WORK ITEM: How many lines in the data that follows contain the word "String"? Only that number is needed.

DATA TO EXAMINE:
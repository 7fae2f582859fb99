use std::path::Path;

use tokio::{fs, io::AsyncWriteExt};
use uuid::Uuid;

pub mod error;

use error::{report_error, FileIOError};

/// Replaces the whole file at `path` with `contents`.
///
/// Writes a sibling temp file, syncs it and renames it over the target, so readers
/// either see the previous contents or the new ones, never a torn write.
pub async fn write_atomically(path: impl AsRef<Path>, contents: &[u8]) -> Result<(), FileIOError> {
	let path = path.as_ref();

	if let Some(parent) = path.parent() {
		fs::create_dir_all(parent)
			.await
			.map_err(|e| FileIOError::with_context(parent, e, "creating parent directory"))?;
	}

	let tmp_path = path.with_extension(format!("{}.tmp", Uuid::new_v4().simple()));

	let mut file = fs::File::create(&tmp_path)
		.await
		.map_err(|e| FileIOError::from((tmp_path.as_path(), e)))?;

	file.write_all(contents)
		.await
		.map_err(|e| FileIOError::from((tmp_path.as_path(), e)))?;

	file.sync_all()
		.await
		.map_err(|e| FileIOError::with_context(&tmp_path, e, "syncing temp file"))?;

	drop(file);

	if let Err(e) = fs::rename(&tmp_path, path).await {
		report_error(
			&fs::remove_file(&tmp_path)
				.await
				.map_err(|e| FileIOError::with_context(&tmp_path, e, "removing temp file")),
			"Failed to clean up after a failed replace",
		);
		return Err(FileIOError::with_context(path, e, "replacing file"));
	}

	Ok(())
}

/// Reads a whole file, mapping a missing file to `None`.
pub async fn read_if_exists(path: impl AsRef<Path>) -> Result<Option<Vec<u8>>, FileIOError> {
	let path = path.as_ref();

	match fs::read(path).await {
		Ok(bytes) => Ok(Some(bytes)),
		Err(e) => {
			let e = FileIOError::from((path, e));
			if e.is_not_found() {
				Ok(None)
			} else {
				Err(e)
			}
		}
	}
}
...
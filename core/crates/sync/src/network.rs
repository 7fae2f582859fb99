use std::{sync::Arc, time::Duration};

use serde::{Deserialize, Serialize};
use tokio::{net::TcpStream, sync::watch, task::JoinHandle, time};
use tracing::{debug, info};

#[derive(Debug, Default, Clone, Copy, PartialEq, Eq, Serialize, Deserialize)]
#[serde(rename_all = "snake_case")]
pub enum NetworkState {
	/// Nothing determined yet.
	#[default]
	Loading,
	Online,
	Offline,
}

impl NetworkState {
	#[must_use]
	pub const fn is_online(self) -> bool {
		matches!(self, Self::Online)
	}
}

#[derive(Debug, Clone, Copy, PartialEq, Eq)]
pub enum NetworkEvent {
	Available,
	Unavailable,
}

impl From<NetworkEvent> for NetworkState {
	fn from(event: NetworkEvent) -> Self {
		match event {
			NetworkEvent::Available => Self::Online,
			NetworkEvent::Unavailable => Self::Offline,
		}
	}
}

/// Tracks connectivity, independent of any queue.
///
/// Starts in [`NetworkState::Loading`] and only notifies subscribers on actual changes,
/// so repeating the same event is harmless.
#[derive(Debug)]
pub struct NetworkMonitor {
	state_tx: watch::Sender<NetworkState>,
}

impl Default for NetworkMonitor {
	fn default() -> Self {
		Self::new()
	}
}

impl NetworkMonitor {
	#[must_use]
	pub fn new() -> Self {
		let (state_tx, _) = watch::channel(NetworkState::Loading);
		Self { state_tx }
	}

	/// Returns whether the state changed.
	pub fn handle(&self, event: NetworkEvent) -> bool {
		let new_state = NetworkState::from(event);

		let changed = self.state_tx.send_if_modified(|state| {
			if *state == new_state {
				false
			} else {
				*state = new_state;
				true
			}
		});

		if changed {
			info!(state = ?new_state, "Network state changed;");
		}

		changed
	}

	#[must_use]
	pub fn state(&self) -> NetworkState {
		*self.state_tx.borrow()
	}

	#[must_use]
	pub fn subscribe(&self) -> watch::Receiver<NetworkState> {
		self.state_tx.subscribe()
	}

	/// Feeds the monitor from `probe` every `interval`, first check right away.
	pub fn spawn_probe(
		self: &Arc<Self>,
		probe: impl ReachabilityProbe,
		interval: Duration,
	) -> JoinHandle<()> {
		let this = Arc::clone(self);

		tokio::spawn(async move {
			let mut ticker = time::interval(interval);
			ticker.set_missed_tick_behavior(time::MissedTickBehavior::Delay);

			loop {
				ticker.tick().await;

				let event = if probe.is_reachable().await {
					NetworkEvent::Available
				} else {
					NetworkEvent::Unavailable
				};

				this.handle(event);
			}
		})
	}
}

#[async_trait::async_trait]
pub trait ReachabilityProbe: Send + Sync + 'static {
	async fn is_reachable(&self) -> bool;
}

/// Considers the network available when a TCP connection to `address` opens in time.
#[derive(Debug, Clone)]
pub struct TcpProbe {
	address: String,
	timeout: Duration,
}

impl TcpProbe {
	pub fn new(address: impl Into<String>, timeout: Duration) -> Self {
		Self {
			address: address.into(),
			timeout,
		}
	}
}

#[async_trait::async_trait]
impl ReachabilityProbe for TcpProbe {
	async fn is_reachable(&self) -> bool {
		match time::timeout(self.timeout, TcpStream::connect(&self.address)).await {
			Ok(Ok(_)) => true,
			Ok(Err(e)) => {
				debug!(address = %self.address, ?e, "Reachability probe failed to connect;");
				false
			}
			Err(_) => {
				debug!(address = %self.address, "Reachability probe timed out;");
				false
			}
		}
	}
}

EXERCISE OUTPUT: 2